§ **Task to carry out**:
Keyword search on "threshold": report each line of the records that contains it.

Stored items:
┌────────

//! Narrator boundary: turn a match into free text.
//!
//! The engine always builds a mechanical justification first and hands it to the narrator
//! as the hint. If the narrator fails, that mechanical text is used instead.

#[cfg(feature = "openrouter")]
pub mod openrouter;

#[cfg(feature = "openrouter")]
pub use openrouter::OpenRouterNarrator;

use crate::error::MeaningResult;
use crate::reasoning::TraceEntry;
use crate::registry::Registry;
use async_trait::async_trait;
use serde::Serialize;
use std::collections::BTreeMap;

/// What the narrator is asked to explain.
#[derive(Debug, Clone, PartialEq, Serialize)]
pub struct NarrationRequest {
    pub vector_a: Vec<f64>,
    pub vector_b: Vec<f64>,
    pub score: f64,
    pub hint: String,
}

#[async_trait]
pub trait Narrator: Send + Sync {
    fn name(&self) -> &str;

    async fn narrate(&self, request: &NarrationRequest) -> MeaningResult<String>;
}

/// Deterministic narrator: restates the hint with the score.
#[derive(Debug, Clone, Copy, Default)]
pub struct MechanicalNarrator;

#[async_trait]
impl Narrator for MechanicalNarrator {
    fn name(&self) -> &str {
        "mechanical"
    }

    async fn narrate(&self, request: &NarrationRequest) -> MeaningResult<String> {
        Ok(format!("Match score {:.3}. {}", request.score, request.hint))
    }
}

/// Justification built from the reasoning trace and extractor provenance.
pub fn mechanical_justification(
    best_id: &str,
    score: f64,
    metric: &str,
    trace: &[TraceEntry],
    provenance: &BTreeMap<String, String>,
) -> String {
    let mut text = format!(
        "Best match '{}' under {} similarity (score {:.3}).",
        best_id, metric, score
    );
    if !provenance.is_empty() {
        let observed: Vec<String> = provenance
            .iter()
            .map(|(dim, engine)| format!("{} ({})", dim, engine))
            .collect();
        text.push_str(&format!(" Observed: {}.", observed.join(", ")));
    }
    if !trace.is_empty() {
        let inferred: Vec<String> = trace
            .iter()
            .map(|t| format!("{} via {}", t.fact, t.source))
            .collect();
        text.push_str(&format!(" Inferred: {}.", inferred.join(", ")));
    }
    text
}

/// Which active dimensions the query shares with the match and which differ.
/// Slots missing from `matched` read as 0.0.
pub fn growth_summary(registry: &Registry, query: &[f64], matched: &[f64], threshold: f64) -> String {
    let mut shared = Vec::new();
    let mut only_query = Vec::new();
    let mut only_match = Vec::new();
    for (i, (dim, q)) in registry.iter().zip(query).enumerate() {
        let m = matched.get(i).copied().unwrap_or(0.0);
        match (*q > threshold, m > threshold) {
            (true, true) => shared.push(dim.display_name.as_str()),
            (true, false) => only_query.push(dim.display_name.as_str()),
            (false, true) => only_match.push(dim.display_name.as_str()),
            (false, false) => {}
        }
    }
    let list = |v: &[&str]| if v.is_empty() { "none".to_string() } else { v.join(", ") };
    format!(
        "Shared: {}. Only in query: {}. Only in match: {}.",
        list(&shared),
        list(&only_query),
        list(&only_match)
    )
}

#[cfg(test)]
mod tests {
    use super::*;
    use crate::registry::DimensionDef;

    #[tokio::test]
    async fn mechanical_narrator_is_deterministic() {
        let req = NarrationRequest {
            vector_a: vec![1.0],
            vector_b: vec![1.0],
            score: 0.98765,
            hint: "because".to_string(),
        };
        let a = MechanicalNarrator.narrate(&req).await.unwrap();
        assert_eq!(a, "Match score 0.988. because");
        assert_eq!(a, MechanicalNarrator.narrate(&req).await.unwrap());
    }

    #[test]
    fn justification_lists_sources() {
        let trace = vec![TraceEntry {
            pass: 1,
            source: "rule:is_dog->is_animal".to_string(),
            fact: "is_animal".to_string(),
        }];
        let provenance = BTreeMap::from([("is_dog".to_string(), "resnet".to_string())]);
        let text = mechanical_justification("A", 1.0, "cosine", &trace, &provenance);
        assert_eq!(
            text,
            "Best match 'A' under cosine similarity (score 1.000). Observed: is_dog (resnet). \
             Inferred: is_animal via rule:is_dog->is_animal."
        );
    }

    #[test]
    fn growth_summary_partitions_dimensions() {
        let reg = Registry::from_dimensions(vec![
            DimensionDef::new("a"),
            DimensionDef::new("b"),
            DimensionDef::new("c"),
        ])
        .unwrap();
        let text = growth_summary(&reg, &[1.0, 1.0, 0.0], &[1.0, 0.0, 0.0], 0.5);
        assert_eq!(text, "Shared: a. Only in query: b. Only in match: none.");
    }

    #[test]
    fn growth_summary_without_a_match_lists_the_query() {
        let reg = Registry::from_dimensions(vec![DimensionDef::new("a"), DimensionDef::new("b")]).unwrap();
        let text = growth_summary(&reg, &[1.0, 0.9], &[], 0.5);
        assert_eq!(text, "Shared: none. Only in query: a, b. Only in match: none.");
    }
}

└────────

§ **Result for this exercise**:
pub fn growth_summary(registry: &Registry, query: &[f64], matched: &[f64], threshold: f64) -> String {
        match (*q > threshold, m > threshold) {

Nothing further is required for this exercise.